Try it: Copy out each line featuring the string "that" from the entries beneath.

Stored data entries:
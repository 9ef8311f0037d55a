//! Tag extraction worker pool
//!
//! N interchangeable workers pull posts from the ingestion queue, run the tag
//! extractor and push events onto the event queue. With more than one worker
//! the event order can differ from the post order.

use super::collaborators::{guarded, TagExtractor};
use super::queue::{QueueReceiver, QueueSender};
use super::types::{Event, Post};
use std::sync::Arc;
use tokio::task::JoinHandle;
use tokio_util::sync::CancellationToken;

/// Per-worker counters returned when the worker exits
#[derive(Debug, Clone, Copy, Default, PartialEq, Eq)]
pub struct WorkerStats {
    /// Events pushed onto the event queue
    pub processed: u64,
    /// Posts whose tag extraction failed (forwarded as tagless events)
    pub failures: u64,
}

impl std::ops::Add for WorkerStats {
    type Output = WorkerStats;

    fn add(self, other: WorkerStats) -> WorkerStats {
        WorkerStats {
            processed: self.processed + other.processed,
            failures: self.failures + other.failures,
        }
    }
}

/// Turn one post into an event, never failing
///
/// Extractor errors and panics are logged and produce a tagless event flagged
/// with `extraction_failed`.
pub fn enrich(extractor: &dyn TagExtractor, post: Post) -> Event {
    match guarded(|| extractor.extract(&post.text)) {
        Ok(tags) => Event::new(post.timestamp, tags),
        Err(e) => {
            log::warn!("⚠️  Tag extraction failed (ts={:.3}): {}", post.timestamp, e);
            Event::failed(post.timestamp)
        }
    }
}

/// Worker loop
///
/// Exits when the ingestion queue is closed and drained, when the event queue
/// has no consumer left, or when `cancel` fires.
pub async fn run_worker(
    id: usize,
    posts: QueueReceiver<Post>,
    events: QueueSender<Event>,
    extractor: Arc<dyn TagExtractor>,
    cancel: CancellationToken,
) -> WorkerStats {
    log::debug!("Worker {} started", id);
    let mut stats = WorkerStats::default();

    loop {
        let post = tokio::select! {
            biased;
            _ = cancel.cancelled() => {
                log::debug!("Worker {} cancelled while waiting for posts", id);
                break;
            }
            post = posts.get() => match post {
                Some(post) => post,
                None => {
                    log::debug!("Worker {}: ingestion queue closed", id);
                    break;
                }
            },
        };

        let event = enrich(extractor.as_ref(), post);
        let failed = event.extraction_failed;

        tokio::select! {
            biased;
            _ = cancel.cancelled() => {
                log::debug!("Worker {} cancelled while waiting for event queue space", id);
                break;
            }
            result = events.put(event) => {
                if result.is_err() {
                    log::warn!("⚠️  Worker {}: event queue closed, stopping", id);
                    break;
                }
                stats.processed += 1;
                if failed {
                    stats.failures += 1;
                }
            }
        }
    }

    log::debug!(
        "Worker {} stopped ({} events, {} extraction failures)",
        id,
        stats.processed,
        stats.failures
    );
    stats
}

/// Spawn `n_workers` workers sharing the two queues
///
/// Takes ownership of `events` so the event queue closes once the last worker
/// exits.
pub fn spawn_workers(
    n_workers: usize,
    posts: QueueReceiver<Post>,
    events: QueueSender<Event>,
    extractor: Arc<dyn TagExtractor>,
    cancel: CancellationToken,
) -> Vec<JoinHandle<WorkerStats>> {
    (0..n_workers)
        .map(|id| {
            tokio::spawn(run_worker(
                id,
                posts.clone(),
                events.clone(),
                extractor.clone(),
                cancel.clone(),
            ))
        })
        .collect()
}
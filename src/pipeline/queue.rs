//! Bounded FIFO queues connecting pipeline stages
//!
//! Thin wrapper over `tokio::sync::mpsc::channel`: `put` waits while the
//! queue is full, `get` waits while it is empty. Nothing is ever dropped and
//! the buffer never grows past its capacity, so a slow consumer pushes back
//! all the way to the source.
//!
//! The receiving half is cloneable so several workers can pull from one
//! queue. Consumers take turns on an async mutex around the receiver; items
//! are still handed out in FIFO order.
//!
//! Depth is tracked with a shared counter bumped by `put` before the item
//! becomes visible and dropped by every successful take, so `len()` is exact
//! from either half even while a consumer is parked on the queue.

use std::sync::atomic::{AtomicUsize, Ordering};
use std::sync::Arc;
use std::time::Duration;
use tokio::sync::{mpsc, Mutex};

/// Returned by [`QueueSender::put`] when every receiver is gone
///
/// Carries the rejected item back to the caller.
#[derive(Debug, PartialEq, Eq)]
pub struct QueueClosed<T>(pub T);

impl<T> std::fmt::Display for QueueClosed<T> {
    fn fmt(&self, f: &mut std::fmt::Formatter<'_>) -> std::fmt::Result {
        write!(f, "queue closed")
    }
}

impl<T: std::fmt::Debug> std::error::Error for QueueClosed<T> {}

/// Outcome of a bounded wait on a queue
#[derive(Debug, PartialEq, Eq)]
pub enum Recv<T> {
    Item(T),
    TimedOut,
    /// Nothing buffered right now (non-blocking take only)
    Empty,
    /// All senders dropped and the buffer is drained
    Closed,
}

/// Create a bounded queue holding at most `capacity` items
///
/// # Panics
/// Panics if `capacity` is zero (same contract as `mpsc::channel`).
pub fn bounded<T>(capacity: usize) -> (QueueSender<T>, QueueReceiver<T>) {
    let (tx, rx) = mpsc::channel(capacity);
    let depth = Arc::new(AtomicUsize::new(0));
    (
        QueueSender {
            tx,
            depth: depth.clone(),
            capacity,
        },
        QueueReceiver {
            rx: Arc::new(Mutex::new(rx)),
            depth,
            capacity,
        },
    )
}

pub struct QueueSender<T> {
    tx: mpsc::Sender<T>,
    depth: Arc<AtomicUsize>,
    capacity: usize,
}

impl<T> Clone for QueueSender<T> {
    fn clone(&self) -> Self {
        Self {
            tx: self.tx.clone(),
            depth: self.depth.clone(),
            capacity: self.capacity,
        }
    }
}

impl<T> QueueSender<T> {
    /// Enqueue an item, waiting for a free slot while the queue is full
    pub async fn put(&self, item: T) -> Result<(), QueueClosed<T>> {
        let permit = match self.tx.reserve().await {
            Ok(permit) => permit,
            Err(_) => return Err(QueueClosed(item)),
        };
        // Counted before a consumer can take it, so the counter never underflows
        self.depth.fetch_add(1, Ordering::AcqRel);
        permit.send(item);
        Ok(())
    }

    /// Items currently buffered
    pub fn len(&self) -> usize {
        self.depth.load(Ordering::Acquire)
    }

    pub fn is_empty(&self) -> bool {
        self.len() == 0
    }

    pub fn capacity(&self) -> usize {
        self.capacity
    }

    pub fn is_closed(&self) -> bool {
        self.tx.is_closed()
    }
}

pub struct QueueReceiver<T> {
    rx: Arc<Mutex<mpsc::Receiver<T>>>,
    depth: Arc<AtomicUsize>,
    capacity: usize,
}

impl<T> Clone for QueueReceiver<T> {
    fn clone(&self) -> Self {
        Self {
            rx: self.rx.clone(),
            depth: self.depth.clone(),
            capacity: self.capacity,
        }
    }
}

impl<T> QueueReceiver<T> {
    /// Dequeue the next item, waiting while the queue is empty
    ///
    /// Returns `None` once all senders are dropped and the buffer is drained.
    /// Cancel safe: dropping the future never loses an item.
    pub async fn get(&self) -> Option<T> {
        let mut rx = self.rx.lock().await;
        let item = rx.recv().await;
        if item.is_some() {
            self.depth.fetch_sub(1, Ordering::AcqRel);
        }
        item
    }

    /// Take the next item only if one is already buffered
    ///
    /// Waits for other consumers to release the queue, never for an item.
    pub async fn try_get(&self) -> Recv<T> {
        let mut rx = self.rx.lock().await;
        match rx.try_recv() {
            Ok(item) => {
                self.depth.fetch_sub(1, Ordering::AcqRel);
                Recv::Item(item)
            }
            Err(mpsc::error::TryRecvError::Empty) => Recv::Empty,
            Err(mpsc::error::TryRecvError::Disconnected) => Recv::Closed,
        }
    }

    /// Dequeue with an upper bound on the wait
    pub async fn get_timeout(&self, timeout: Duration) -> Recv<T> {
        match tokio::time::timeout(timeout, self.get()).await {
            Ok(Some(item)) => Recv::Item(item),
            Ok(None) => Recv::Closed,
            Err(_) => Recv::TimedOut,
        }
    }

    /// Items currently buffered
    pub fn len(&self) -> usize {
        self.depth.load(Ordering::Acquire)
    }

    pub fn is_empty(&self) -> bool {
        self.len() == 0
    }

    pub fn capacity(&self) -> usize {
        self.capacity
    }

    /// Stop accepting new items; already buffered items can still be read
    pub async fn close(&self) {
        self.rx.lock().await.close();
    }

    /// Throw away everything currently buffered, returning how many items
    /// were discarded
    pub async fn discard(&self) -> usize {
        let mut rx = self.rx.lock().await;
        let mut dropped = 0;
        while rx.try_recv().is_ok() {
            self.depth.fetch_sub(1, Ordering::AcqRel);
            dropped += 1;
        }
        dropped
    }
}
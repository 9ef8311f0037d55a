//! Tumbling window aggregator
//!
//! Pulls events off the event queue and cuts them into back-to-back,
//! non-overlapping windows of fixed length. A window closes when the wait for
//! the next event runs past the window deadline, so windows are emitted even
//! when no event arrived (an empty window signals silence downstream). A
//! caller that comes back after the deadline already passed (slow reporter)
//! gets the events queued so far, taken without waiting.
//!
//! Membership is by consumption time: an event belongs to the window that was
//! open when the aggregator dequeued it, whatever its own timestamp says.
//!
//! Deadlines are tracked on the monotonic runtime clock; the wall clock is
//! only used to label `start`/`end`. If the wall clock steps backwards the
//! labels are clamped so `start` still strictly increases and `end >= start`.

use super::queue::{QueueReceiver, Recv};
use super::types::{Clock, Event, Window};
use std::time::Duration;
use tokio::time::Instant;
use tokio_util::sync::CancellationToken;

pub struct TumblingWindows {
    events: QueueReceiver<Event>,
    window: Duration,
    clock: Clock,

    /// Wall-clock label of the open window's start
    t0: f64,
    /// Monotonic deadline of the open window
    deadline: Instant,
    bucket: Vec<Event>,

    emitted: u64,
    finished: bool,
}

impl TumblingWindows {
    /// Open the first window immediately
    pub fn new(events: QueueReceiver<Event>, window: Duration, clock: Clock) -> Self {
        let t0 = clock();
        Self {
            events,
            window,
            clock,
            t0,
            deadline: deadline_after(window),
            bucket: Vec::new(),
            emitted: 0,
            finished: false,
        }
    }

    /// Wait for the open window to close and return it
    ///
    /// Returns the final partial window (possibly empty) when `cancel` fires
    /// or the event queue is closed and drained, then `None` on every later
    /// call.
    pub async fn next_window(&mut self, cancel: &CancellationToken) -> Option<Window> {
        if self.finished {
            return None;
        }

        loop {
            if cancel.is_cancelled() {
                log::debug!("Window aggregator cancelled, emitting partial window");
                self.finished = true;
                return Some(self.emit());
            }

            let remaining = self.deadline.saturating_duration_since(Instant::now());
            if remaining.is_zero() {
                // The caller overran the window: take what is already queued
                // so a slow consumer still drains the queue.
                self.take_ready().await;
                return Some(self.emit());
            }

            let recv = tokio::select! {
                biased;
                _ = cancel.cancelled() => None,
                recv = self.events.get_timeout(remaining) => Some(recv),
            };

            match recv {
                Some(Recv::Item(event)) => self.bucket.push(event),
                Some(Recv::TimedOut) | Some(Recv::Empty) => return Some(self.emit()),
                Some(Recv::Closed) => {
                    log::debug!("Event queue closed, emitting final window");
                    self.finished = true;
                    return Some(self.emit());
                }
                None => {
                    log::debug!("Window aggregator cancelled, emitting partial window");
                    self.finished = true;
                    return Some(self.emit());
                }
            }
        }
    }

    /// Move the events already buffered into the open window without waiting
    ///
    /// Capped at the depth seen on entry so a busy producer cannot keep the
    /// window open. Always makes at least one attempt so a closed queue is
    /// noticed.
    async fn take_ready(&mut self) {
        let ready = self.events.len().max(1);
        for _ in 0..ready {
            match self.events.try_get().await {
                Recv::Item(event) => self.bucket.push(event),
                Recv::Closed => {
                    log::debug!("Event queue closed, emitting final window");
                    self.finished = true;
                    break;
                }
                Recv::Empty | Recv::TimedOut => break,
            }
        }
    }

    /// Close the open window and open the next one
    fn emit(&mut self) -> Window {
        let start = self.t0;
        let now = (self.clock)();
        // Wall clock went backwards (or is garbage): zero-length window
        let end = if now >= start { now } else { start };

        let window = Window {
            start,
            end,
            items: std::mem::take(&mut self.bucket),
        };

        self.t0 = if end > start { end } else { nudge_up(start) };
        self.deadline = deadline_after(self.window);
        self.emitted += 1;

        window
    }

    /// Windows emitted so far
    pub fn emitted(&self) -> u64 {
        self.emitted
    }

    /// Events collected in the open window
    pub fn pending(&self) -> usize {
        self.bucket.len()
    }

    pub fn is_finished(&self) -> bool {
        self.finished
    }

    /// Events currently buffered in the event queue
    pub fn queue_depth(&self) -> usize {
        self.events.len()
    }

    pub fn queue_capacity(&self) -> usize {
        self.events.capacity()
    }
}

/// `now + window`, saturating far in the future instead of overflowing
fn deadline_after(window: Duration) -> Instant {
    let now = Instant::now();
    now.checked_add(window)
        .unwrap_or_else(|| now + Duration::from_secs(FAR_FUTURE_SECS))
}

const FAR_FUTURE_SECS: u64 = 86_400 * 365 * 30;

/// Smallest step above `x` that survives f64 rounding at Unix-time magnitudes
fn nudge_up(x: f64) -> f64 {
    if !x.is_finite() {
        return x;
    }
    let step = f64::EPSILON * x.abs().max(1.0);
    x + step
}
* * *
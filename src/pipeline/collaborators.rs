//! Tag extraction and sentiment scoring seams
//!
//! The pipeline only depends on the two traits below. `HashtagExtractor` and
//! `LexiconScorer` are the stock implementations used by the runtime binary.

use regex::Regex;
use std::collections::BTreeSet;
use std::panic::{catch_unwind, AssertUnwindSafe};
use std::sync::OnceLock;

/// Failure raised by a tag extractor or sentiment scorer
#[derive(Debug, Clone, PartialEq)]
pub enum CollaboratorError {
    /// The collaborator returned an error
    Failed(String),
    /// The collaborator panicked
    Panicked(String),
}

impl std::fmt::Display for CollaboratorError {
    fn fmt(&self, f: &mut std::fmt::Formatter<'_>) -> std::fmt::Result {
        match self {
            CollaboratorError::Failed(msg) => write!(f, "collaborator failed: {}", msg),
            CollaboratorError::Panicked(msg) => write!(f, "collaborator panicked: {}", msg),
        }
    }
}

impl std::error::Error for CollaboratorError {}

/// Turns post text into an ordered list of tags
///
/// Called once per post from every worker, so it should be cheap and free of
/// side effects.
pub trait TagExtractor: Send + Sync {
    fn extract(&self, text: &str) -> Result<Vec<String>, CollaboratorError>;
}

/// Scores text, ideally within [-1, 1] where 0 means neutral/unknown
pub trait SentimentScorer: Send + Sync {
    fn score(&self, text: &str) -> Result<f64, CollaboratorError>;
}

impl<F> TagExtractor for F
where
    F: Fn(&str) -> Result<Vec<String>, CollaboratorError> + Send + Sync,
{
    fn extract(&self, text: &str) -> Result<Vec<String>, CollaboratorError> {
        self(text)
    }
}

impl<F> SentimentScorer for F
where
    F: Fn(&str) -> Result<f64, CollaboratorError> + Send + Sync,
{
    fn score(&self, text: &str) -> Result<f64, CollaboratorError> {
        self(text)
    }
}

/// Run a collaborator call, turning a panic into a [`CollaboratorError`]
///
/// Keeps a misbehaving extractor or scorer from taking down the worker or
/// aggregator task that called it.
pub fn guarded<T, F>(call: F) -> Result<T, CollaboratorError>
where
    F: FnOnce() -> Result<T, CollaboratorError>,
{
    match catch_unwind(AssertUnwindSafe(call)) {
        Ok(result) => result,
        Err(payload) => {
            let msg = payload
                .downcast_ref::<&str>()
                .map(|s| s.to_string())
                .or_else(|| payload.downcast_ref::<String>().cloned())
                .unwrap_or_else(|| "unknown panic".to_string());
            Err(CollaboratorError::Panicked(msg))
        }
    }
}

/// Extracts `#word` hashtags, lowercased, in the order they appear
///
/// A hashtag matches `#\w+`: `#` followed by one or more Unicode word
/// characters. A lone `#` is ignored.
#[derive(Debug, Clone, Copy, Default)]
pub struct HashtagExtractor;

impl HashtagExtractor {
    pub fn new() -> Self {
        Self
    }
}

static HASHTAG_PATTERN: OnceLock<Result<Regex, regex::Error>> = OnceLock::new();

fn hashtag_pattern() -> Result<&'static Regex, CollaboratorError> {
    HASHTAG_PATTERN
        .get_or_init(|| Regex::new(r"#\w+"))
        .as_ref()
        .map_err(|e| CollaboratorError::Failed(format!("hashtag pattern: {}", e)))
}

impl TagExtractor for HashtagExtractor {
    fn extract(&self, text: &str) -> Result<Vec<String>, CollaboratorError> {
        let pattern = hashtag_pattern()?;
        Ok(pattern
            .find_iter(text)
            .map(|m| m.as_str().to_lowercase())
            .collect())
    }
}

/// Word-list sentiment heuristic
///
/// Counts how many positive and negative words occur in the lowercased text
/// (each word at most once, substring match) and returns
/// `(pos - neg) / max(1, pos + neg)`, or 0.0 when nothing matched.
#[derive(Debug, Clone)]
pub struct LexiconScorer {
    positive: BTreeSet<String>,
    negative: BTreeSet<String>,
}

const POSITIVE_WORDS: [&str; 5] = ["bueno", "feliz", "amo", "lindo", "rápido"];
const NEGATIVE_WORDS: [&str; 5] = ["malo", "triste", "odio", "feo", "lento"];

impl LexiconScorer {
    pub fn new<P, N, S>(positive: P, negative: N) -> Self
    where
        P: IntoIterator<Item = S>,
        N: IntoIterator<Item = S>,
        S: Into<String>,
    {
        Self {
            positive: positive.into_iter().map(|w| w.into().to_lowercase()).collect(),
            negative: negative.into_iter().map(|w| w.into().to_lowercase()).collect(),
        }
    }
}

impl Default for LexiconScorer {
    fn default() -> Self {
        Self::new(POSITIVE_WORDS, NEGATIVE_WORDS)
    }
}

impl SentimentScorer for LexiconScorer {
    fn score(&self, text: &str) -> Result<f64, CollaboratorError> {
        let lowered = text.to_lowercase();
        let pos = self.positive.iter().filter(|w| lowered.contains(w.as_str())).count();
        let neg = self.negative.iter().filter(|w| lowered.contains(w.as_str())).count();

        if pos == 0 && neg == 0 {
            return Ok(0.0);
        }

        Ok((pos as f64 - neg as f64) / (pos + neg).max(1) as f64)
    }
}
* * *
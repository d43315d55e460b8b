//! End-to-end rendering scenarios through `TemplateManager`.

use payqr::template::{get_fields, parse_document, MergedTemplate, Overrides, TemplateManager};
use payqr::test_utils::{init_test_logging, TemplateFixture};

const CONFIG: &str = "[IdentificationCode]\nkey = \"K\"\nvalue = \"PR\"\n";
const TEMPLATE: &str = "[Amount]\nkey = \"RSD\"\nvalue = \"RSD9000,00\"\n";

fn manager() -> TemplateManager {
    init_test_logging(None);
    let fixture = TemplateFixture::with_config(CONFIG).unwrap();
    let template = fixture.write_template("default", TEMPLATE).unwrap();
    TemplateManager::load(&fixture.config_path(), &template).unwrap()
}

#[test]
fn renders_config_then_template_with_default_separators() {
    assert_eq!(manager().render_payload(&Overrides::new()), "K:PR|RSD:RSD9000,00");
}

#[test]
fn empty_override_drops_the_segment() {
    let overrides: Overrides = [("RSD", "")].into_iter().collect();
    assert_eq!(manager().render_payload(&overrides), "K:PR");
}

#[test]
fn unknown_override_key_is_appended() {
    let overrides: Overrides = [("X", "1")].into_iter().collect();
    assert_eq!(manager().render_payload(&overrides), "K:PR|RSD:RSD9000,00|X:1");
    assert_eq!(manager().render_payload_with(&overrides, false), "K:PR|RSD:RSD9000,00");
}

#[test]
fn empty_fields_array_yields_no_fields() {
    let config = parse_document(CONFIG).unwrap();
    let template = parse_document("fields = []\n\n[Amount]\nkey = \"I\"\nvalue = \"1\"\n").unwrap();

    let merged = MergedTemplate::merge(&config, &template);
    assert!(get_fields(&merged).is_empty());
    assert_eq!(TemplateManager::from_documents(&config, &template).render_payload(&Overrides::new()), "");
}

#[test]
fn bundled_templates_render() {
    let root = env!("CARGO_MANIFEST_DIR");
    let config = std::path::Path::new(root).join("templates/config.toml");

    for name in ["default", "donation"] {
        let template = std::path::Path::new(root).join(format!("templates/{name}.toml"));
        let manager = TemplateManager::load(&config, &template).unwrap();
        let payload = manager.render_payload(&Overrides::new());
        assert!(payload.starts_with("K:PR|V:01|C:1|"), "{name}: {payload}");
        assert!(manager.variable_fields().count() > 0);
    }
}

Result below:
//! caller that comes back after the deadline already passed (slow reporter)
//! Membership is by consumption time: an event belongs to the window that was
/// Smallest step above `x` that survives f64 rounding at Unix-time magnitudes
/// aggregator task that called it.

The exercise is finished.